Mientras estaba en el hospital, Tom Hagen fue a verla y le ofreció un empleo en Las Vegas, en el hotel dirigido por Freddie, el hermano de Sonny. También le comunicó que recibiría una pensión anual de la familia Corleone, acordada por Sonny en su testamento. Luego le preguntó si estaba embarazada, pues creía que ésa era la razón de su intento de suicidio, y Lucy respondió que no. Finalmente quiso saber si Sonny había ido a verla la noche fatal, o si había llamado anunciando su visita; la respuesta de la muchacha fue negativa, y añadió que después del trabajo siempre regresaba a su casa. Lucy explicó también que Sonny había sido el único hombre a quien había amado, y que nunca podría sentir lo mismo por ningún otro. Al ver que Hagen sonreía, preguntó:

– ¿Tan increíble es lo que digo? ¿No fue él quien lo llevó a vivir a su casa cuando usted era un crío?

– Es que de mayor cambió mucho; ya no era el mismo.

– Pues tal vez haya cambiado para los demás, pero no para mí.

Lucy aún se sentía demasiado débil para explicar lo gentil que Sonny había sido siempre con ella. Nunca se había mostrado nervioso ni agresivo.

Hagen se ocupó de todo lo concerniente al viaje de Lucy a Las Vegas, donde estaba esperándola un apartamento alquilado a su nombre. Hagen la acompañó al aeropuerto y le hizo prometer que, si se sentía sola o si las cosas no le iban bien, lo llamaría, pues él haría cuanto estuviera en su mano para ayudarla.

Antes de subir al avión, Lucy le preguntó a Hagen:

– ¿Está enterado el padre de Sonny de lo que usted hace por mí?

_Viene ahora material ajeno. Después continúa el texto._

use std::sync::Arc;
use std::time::Duration;

use tokio::net::UdpSocket;
use tokio::sync::Mutex;
use tokio::task::JoinHandle;
use tokio_util::sync::CancellationToken;

use crate::error::DiscoveryError;
use crate::sockets::bind_multicast_sockets;
use crate::wire::{self, Advertisement, MULTICAST_GROUP, MULTICAST_PORT};

/// Server-mode SSDP advertiser: periodic `NOTIFY ssdp:alive`, `M-SEARCH`
/// responder, and a single `ssdp:byebye` on shutdown.
///
/// `start()`/`stop()` are idempotent — calling `start()` twice without an
/// intervening `stop()` is a no-op, matching the contract in the original
/// `UPNPServer.start`/`stop`.
pub struct SsdpServer {
    usn_uuid: String,
    server_banner: String,
    announce_interval: Duration,
    sockets: Mutex<Option<Vec<Arc<UdpSocket>>>>,
    tasks: Mutex<Vec<JoinHandle<()>>>,
    cancel: Mutex<Option<CancellationToken>>,
}

impl SsdpServer {
    pub fn new(usn_uuid: impl Into<String>, server_banner: impl Into<String>) -> Self {
        Self {
            usn_uuid: usn_uuid.into(),
            server_banner: server_banner.into(),
            announce_interval: Duration::from_secs(30),
            sockets: Mutex::new(None),
            tasks: Mutex::new(Vec::new()),
            cancel: Mutex::new(None),
        }
    }

    pub fn with_announce_interval(mut self, interval: Duration) -> Self {
        self.announce_interval = interval;
        self
    }

    pub async fn start(&self, service_url: String) -> Result<(), DiscoveryError> {
        if self.cancel.lock().await.is_some() {
            return Ok(());
        }

        let sockets = bind_multicast_sockets().await?;
        let cancel = CancellationToken::new();
        *self.cancel.lock().await = Some(cancel.clone());
        *self.sockets.lock().await = Some(sockets.clone());

        let mut handles = Vec::with_capacity(sockets.len() + 1);

        for socket in &sockets {
            let socket = socket.clone();
            let cancel = cancel.clone();
            let usn_uuid = self.usn_uuid.clone();
            let server_banner = self.server_banner.clone();
            let service_url = service_url.clone();

            handles.push(tokio::spawn(async move {
                let mut buf = vec![0u8; 4096];
                loop {
                    tokio::select! {
                        _ = cancel.cancelled() => break,
                        result = socket.recv_from(&mut buf) => {
                            match result {
                                Ok((len, addr)) => {
                                    handle_datagram(&socket, &buf[..len], addr, &usn_uuid, &service_url, &server_banner).await;
                                }
                                Err(err) => log::error!("SSDP recv error: {err}"),
                            }
                        }
                    }
                }
            }));
        }

        {
            let sockets = sockets.clone();
            let cancel = cancel.clone();
            let usn_uuid = self.usn_uuid.clone();
            let server_banner = self.server_banner.clone();
            let interval = self.announce_interval;

            handles.push(tokio::spawn(async move {
                let mut ticker = tokio::time::interval(interval);
                loop {
                    tokio::select! {
                        _ = cancel.cancelled() => break,
                        _ = ticker.tick() => {
                            let ad = Advertisement {
                                usn_uuid: &usn_uuid,
                                service_url: &service_url,
                                server_banner: &server_banner,
                            };
                            let msg = wire::build_notify_alive(&ad);
                            send_to_group(&sockets, msg.as_bytes()).await;
                        }
                    }
                }
            }));
        }

        *self.tasks.lock().await = handles;
        log::info!("SSDP server advertising {service_url} on {} interface(s)", sockets.len());
        Ok(())
    }

    pub async fn stop(&self, service_url: &str) {
        let cancel = self.cancel.lock().await.take();
        let Some(cancel) = cancel else { return };

        if let Some(sockets) = self.sockets.lock().await.take() {
            let ad = Advertisement {
                usn_uuid: &self.usn_uuid,
                service_url,
                server_banner: &self.server_banner,
            };
            let msg = wire::build_notify_byebye(&ad);
            send_to_group(&sockets, msg.as_bytes()).await;
        }

        cancel.cancel();
        for handle in self.tasks.lock().await.drain(..) {
            handle.abort();
        }
    }

    pub async fn is_running(&self) -> bool {
        self.cancel.lock().await.is_some()
    }
}

async fn send_to_group(sockets: &[Arc<UdpSocket>], msg: &[u8]) {
    let target = format!("{MULTICAST_GROUP}:{MULTICAST_PORT}");
    for socket in sockets {
        if let Err(err) = socket.send_to(msg, &target).await {
            log::warn!("SSDP send error on {:?}: {err}", socket.local_addr());
        }
    }
}

async fn handle_datagram(
    socket: &UdpSocket,
    data: &[u8],
    addr: std::net::SocketAddr,
    usn_uuid: &str,
    service_url: &str,
    server_banner: &str,
) {
    let Ok(text) = std::str::from_utf8(data) else {
        return;
    };
    let Some(msg) = wire::parse(text) else {
        return;
    };

    if !msg.is_msearch() || !msg.matches_search_target() {
        return;
    }

    let ad = Advertisement {
        usn_uuid,
        service_url,
        server_banner,
    };
    let response = wire::build_search_response(&ad);

    if let Err(err) = socket.send_to(response.as_bytes(), addr).await {
        log::warn!("SSDP M-SEARCH reply failed to {addr}: {err}");
    }
}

– Precisamente estoy actuando por su cuenta -repuso Hagen con una sonrisa-. En estas cosas es un poco anticuado, y nunca haría nada que pudiera perjudicar a la esposa de su hijo. Pero considera que usted es una chiquilla inexperta e ingenua. En su opinión fue Sonny el que obró mal. Por otra parte, su intento de suicidio nos ha conmovido a todos.